Instructions to follow: An exact transcription of the lines below, from the first through the one containing "impl Gateway for ErrorlogGateway", is the only output wanted.

Records for the task:
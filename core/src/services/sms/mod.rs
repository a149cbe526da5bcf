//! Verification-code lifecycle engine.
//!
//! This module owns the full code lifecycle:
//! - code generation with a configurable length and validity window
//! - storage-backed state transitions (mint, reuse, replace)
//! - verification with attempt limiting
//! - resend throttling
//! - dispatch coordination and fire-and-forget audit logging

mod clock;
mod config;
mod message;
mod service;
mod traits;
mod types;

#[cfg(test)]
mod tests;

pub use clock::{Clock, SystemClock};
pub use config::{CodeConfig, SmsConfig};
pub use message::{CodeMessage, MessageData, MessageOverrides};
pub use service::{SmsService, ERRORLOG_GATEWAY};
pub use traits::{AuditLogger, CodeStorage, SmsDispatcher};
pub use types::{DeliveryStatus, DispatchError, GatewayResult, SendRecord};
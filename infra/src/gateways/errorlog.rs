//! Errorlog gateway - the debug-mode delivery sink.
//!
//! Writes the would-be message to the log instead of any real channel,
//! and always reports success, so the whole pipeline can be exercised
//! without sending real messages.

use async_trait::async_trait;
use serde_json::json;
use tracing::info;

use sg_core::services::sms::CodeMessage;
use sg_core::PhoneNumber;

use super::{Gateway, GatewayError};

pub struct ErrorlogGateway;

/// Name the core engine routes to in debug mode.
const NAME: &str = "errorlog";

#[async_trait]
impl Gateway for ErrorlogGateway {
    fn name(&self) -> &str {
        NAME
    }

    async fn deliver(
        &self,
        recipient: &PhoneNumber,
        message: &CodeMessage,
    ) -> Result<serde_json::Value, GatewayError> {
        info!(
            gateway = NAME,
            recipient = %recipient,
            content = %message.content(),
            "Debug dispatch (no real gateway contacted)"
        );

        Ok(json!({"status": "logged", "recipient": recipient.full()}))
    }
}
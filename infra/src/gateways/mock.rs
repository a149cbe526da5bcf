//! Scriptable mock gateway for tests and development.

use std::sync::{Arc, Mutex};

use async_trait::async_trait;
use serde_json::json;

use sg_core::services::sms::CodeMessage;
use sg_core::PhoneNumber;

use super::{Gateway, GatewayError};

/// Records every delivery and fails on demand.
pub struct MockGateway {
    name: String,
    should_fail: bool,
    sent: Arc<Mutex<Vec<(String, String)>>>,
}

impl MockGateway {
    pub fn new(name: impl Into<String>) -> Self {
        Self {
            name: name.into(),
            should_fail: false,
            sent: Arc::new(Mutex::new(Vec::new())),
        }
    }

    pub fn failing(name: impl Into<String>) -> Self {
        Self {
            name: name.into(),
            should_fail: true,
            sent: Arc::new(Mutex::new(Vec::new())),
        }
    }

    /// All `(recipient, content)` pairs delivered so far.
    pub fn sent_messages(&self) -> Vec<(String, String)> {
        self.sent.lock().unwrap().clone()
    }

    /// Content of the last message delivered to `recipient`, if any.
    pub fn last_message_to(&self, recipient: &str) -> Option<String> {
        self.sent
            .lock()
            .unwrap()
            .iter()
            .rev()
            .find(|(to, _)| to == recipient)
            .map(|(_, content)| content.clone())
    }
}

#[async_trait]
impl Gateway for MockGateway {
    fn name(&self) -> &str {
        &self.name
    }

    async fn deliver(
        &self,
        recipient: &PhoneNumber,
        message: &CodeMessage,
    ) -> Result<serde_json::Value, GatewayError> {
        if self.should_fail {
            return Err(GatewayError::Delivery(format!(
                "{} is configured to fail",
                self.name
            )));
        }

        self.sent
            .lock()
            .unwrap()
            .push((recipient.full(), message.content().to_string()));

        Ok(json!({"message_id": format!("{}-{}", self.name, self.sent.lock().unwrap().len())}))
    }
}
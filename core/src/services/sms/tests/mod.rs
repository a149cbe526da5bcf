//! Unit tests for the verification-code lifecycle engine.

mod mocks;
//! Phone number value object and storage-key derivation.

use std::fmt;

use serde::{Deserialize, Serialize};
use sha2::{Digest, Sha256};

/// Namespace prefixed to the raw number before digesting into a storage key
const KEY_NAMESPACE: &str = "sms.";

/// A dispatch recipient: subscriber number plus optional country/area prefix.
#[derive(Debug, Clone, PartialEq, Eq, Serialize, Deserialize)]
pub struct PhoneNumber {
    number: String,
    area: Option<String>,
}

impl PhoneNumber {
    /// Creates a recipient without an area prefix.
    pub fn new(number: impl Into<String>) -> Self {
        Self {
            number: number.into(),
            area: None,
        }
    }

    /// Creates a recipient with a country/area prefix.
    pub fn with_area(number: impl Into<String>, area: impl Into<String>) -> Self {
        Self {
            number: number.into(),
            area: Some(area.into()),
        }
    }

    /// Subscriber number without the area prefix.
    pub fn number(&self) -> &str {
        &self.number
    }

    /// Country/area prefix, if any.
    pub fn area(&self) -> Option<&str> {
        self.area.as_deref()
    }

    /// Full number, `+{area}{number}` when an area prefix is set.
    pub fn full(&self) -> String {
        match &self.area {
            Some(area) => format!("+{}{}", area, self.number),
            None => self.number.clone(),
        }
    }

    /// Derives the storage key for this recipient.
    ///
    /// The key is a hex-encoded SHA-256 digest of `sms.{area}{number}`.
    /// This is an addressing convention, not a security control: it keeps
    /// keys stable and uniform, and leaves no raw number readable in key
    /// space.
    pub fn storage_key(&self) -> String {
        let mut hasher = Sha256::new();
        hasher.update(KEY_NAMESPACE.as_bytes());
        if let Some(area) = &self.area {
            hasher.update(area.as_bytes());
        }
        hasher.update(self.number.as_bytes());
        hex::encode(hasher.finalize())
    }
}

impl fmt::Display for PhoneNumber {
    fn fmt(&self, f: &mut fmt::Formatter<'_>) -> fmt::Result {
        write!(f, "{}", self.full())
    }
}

Your solution:
filename core/src/services/sms/mod.rs
repository a149cbe526da5bcf
//! Verification-code lifecycle engine.
//!
//! This module owns the full code lifecycle:
//! - code generation with a configurable length and validity window
//! - storage-backed state transitions (mint, reuse, replace)
//! - verification with attempt limiting
//! - resend throttling
//! - dispatch coordination and fire-and-forget audit logging

mod clock;
mod config;
mod message;
mod service;
mod traits;
mod types;

#[cfg(test)]
mod tests;

pub use clock::{Clock, SystemClock};
pub use config::{CodeConfig, SmsConfig};
pub use message::{CodeMessage, MessageData, MessageOverrides};
pub use service::{SmsService, ERRORLOG_GATEWAY};
pub use traits::{AuditLogger, CodeStorage, SmsDispatcher};
pub use types::{DeliveryStatus, DispatchError, GatewayResult, SendRecord};
filename infra/src/gateways/errorlog.rs
//! Errorlog gateway - the debug-mode delivery sink.
//!
//! Writes the would-be message to the log instead of any real channel,
//! and always reports success, so the whole pipeline can be exercised
//! without sending real messages.

use async_trait::async_trait;
use serde_json::json;
use tracing::info;

use sg_core::services::sms::CodeMessage;
use sg_core::PhoneNumber;

use super::{Gateway, GatewayError};

pub struct ErrorlogGateway;

/// Name the core engine routes to in debug mode.
const NAME: &str = "errorlog";

#[async_trait]
impl Gateway for ErrorlogGateway {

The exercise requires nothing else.